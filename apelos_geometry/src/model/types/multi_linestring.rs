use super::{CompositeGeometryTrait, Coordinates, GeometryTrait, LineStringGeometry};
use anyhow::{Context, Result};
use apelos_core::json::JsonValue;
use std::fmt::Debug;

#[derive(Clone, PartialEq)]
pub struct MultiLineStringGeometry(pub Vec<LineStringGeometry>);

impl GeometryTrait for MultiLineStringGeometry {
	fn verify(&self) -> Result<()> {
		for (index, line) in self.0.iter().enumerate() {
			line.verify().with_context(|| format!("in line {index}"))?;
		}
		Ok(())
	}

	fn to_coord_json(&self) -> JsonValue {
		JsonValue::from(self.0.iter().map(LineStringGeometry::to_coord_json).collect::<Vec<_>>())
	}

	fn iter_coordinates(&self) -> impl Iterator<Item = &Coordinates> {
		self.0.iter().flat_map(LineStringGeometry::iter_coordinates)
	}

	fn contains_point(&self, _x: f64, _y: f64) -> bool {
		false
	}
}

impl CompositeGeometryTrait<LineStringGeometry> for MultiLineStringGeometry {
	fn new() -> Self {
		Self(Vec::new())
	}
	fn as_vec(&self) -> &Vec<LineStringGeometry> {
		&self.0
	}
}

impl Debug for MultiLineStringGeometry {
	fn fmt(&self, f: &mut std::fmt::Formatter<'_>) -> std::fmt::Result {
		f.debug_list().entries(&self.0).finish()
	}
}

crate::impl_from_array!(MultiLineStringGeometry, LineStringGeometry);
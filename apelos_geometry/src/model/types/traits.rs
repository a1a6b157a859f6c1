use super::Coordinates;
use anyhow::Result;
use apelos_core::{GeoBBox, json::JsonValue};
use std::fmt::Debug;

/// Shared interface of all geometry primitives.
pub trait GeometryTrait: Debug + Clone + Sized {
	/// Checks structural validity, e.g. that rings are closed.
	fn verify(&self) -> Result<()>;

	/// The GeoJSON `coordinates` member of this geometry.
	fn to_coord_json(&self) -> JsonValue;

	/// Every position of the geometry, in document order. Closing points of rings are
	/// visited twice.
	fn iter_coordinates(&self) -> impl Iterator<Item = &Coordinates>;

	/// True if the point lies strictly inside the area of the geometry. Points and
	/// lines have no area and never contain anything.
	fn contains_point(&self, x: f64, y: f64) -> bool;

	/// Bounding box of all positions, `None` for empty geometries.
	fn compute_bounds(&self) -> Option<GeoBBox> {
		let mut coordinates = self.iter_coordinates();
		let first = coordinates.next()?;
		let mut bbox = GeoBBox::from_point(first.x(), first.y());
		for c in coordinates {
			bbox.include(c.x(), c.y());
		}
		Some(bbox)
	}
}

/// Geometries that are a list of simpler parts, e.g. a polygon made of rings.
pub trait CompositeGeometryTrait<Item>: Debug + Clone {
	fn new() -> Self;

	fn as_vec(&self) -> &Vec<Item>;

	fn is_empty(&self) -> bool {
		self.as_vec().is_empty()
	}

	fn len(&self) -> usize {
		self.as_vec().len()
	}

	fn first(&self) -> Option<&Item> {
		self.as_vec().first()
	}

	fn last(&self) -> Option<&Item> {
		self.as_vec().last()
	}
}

■ ■ ■ ■ ■ ■ ■

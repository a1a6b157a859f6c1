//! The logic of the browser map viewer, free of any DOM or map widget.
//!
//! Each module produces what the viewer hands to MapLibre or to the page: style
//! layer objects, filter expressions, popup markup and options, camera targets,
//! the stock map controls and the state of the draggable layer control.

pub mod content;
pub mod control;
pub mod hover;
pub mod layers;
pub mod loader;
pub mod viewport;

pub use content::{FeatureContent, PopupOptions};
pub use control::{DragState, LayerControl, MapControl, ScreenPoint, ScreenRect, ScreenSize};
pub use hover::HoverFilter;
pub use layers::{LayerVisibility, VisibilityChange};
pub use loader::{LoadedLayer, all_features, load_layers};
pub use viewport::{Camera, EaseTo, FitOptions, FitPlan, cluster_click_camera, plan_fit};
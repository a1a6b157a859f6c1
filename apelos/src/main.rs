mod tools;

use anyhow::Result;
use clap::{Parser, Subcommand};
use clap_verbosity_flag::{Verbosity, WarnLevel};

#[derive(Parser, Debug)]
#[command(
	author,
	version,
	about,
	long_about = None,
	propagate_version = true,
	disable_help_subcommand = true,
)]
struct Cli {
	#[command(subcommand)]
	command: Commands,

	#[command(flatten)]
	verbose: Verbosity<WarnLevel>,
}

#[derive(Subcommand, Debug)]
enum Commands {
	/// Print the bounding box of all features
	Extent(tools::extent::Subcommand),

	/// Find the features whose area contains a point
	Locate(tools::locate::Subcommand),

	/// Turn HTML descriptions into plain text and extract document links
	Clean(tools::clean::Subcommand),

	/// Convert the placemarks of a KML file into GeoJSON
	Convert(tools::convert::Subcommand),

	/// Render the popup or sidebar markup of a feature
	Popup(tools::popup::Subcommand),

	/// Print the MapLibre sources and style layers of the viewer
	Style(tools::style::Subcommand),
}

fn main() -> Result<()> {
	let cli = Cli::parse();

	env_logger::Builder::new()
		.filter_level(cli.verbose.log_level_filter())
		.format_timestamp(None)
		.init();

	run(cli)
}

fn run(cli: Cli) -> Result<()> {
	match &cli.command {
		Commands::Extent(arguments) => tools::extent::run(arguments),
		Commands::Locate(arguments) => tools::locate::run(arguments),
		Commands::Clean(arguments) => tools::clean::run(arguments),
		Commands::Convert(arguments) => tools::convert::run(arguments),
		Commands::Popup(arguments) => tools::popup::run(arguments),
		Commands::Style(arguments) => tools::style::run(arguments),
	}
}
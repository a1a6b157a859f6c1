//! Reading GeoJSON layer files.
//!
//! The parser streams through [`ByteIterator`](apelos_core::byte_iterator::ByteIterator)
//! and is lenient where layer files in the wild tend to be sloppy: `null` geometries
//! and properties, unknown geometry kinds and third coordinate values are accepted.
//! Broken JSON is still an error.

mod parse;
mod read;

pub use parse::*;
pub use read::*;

■ ■ ■ ■ ■ ■ ■

» **TASK TO CARRY OUT**:
Pull every line containing the word "derive" out of the material.

» **EXPECTED ANSWER**:
#[derive(Clone, PartialEq)]
#[derive(Parser, Debug)]
#[derive(Subcommand, Debug)]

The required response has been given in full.